# Directions for this task:
Each line that contains the word "PartialEq" counts once; give the total for the records below and nothing else.
##### Task data #####
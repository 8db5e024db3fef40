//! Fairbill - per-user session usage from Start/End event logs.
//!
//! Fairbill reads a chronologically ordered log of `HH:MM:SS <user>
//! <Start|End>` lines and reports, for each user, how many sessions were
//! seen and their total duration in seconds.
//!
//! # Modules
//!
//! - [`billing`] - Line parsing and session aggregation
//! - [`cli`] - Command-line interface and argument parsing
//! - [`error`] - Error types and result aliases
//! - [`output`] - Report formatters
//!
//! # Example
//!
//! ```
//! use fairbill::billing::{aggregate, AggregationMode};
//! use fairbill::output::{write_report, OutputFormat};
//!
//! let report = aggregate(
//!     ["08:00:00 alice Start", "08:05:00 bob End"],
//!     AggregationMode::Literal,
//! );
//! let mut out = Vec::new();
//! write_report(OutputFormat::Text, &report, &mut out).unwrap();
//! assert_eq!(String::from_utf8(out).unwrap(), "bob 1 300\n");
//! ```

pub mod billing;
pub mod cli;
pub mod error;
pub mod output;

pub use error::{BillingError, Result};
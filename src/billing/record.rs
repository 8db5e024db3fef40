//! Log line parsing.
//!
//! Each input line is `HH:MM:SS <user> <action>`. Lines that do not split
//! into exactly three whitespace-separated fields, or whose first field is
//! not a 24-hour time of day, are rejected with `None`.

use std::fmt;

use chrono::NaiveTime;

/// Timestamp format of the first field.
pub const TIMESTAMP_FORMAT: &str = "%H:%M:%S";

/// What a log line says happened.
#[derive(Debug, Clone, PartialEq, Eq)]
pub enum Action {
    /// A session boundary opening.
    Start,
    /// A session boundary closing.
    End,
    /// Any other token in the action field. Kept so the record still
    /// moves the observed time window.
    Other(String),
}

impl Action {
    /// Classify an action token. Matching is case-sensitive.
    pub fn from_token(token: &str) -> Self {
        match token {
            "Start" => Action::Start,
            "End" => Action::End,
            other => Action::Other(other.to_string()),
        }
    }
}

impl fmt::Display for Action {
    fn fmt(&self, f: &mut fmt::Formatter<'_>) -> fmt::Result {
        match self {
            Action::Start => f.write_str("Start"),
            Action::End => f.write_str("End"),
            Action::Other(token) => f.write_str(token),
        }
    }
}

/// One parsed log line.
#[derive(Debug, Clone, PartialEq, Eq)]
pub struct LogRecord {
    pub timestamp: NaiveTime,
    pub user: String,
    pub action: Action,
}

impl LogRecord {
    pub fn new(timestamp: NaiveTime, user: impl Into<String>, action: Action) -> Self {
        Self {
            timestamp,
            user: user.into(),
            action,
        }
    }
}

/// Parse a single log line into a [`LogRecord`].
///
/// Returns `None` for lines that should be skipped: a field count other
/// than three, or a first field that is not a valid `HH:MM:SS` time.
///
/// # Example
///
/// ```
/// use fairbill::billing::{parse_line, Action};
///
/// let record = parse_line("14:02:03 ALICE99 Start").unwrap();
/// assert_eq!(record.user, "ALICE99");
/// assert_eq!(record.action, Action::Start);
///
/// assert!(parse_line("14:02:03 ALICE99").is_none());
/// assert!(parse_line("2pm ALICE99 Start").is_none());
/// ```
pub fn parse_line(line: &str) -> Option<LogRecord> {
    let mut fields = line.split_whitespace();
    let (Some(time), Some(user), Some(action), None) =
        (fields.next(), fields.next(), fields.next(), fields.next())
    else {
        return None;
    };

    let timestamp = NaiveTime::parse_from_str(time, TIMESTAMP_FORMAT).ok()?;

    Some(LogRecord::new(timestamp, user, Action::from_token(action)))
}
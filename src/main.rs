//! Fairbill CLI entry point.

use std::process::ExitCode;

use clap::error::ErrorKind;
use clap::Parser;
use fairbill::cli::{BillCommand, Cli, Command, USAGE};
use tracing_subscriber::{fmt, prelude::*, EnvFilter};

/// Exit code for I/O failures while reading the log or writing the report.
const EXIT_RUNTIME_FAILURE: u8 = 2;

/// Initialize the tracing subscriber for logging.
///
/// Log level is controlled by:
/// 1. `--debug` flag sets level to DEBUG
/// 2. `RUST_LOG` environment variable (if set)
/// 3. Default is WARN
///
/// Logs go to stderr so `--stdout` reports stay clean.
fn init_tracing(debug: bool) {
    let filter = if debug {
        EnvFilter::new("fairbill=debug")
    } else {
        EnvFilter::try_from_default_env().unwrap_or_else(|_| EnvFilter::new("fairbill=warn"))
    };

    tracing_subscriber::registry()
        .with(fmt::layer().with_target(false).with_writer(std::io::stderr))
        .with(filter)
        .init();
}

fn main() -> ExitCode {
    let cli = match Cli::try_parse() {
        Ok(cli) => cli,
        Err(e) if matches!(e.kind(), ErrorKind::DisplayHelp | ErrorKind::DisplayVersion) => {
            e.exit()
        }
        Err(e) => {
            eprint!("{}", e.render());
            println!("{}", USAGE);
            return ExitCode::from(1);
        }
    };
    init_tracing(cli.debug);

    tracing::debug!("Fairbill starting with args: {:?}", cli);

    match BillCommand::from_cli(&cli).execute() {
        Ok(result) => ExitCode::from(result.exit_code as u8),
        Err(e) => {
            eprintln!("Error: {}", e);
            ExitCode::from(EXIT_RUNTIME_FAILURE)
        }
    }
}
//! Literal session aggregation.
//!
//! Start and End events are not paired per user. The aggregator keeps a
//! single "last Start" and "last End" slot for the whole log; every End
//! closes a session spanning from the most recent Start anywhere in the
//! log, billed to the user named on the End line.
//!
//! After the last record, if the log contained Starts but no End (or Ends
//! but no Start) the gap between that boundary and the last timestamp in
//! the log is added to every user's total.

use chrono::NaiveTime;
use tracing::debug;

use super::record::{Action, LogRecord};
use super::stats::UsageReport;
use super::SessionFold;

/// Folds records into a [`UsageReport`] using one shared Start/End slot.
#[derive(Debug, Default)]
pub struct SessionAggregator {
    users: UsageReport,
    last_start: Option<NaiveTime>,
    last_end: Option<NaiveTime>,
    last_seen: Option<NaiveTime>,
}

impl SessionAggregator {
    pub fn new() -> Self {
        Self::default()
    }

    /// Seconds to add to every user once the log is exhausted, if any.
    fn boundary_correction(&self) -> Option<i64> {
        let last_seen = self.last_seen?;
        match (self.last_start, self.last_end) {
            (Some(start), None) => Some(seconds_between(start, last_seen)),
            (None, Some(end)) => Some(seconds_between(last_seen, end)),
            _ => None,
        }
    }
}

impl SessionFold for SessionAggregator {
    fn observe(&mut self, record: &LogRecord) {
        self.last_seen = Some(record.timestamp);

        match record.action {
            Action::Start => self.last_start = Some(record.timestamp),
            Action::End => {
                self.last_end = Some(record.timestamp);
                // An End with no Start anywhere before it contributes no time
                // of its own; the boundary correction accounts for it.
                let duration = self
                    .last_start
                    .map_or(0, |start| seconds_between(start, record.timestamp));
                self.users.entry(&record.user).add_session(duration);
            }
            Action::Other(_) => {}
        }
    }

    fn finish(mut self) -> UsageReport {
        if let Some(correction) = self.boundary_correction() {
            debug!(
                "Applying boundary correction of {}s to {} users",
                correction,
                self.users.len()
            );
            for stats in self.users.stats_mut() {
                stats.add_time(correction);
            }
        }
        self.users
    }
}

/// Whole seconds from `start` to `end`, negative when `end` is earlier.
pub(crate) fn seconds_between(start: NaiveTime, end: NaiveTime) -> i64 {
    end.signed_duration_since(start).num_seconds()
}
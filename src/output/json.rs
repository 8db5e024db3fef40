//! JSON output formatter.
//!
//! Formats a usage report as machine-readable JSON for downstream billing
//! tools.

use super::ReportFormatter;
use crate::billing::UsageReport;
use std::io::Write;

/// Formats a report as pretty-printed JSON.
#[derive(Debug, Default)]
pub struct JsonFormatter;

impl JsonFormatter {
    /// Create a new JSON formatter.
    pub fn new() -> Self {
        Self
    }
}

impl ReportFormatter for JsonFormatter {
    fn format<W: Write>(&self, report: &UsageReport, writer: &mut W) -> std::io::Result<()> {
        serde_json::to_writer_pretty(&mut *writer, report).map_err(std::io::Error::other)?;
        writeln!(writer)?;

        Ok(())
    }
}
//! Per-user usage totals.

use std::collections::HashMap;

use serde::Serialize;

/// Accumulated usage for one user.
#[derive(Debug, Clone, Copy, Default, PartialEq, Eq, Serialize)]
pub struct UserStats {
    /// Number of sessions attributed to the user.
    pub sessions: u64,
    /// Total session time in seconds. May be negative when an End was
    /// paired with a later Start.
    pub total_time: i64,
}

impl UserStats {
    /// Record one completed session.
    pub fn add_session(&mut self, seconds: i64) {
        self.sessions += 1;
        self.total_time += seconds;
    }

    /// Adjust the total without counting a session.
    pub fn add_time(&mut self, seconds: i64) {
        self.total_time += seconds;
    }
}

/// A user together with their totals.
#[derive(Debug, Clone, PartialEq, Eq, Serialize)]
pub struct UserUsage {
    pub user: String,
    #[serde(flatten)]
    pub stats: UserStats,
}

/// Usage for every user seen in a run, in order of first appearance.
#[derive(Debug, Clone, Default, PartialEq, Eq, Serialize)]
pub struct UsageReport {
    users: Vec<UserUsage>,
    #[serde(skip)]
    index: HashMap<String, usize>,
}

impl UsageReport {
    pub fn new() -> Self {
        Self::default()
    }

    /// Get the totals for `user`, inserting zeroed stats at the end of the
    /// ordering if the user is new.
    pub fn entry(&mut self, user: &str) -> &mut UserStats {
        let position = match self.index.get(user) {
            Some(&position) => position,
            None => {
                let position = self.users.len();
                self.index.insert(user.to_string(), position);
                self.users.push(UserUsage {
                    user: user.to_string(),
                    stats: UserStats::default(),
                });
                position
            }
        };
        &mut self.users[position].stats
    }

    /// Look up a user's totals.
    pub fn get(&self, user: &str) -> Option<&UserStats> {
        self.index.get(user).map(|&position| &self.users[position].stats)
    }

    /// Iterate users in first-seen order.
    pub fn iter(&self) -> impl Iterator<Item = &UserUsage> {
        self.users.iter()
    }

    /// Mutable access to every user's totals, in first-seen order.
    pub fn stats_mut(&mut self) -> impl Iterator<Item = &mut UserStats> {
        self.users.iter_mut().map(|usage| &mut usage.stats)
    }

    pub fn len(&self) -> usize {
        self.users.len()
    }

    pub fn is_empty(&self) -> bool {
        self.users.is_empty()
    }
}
#####
# Solved exercise:
5